(EXERCISE AIM) For the records below, output every line from the one holding "type Scalar = T;" through the final line, unaltered, and no other lines.

Saved data entries
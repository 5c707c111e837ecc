use thiserror::Error;

// Unified error type for kryst-control

#[derive(Error, Debug, Clone, PartialEq)]
pub enum KError {
    #[error("iteration number {0} is out of range (must be non-negative)")]
    IterationOutOfRange(isize),
    #[error("missing input: {0}")]
    MissingInput(&'static str),
    #[error("dimension mismatch: expected {expected}, found {found}")]
    DimensionMismatch { expected: usize, found: usize },
    #[error("vectors must have positive length")]
    EmptyInput,
    #[error("matrix is not square ({nrows}x{ncols})")]
    NotSquare { nrows: usize, ncols: usize },
    #[error("preconditioner used before setup")]
    NotInitialized,
    #[error("zero pivot at row {0}")]
    ZeroPivot(usize),
    #[error("invalid parameter: {0}")]
    InvalidParameter(String),
    #[error("invalid sparse structure: {0}")]
    InvalidStructure(String),
    #[error("unsupported operation: {0}")]
    Unsupported(&'static str),
}
//! `faer::Mat` and slice implementations of the core traits.
//!
//! Dense matrices get products and shape queries so that the BiCGStab driver
//! and the preconditioners accept them next to `CsrMatrix`. Slices get the
//! inner product used by the residual and divergence criteria; with the
//! `rayon` feature the reductions run in parallel.
//!
//! # References
//! - [faer crate documentation](https://docs.rs/faer)

use crate::core::traits::{InnerProduct, MatShape, MatTransVec, MatVec};
use faer::Mat;
use num_traits::Float;

/// y = A x for a dense matrix.
impl<T: Float> MatVec<Vec<T>> for Mat<T> {
    fn matvec(&self, x: &Vec<T>, y: &mut Vec<T>) {
        assert_eq!(self.ncols(), x.len(), "x has {} entries, A has {} columns", x.len(), self.ncols());
        assert_eq!(self.nrows(), y.len(), "y has {} entries, A has {} rows", y.len(), self.nrows());
        for (i, yi) in y.iter_mut().enumerate() {
            *yi = x
                .iter()
                .enumerate()
                .fold(T::zero(), |acc, (j, &xj)| acc + self[(i, j)] * xj);
        }
    }
}

/// y = Aᵀ x for a dense matrix.
impl<T: Float> MatTransVec<Vec<T>> for Mat<T> {
    fn mattransvec(&self, x: &Vec<T>, y: &mut Vec<T>) {
        assert_eq!(self.nrows(), x.len(), "x has {} entries, A has {} rows", x.len(), self.nrows());
        assert_eq!(self.ncols(), y.len(), "y has {} entries, A has {} columns", y.len(), self.ncols());
        for (j, yj) in y.iter_mut().enumerate() {
            *yj = x
                .iter()
                .enumerate()
                .fold(T::zero(), |acc, (i, &xi)| acc + self[(i, j)] * xi);
        }
    }
}

impl<T> MatShape for Mat<T> {
    fn nrows(&self) -> usize {
        Mat::nrows(self)
    }
    fn ncols(&self) -> usize {
        Mat::ncols(self)
    }
}

#[cfg(feature = "rayon")]
fn sum_of_products<T: Float + Send + Sync>(x: &[T], y: &[T]) -> T {
    use rayon::prelude::*;
    x.par_iter()
        .zip(y.par_iter())
        .map(|(&a, &b)| a * b)
        .reduce(T::zero, |acc, v| acc + v)
}

#[cfg(not(feature = "rayon"))]
fn sum_of_products<T: Float>(x: &[T], y: &[T]) -> T {
    x.iter().zip(y).fold(T::zero(), |acc, (&a, &b)| acc + a * b)
}

/// Larger of two magnitudes; NaN wins.
fn max_magnitude<T: Float>(m: T, a: T) -> T {
    if a.is_nan() || a > m { a } else { m }
}

#[cfg(feature = "rayon")]
fn max_abs<T: Float + Send + Sync>(x: &[T]) -> T {
    use rayon::prelude::*;
    x.par_iter().map(|v| v.abs()).reduce(T::zero, max_magnitude)
}

#[cfg(not(feature = "rayon"))]
fn max_abs<T: Float>(x: &[T]) -> T {
    x.iter().fold(T::zero(), |m, v| max_magnitude(m, v.abs()))
}

#[cfg(feature = "rayon")]
fn sum_of_scaled_squares<T: Float + Send + Sync>(x: &[T], scale: T) -> T {
    use rayon::prelude::*;
    x.par_iter()
        .map(|&v| {
            let s = v / scale;
            s * s
        })
        .reduce(T::zero, |acc, v| acc + v)
}

#[cfg(not(feature = "rayon"))]
fn sum_of_scaled_squares<T: Float>(x: &[T], scale: T) -> T {
    x.iter().fold(T::zero(), |acc, &v| {
        let s = v / scale;
        acc + s * s
    })
}

/// Euclidean inner product on slices; `()` is the stateless context.
impl<T: Float + Send + Sync> InnerProduct<[T]> for () {
    type Scalar = T;

    fn dot(&self, x: &[T], y: &[T]) -> T {
        assert_eq!(x.len(), y.len(), "dot product of slices with different lengths");
        sum_of_products(x, y)
    }

    /// Scaled by the largest magnitude before squaring (as BLAS `nrm2`), so
    /// finite vectors near the overflow or underflow range keep a finite,
    /// nonzero norm. Non-finite entries propagate into the norm.
    fn norm(&self, x: &[T]) -> T {
        let scale = max_abs(x);
        if scale == T::zero() || !scale.is_finite() {
            return scale;
        }
        scale * sum_of_scaled_squares(x, scale).sqrt()
    }
}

(TASK RESULT)
    type Scalar = T;

    fn dot(&self, x: &[T], y: &[T]) -> T {
        assert_eq!(x.len(), y.len(), "dot product of slices with different lengths");
        sum_of_products(x, y)
    }

    /// Scaled by the largest magnitude before squaring (as BLAS `nrm2`), so
    /// finite vectors near the overflow or underflow range keep a finite,
    /// nonzero norm. Non-finite entries propagate into the norm.
    fn norm(&self, x: &[T]) -> T {
        let scale = max_abs(x);
        if scale == T::zero() || !scale.is_finite() {
            return scale;
        }
        scale * sum_of_scaled_squares(x, scale).sqrt()
    }
}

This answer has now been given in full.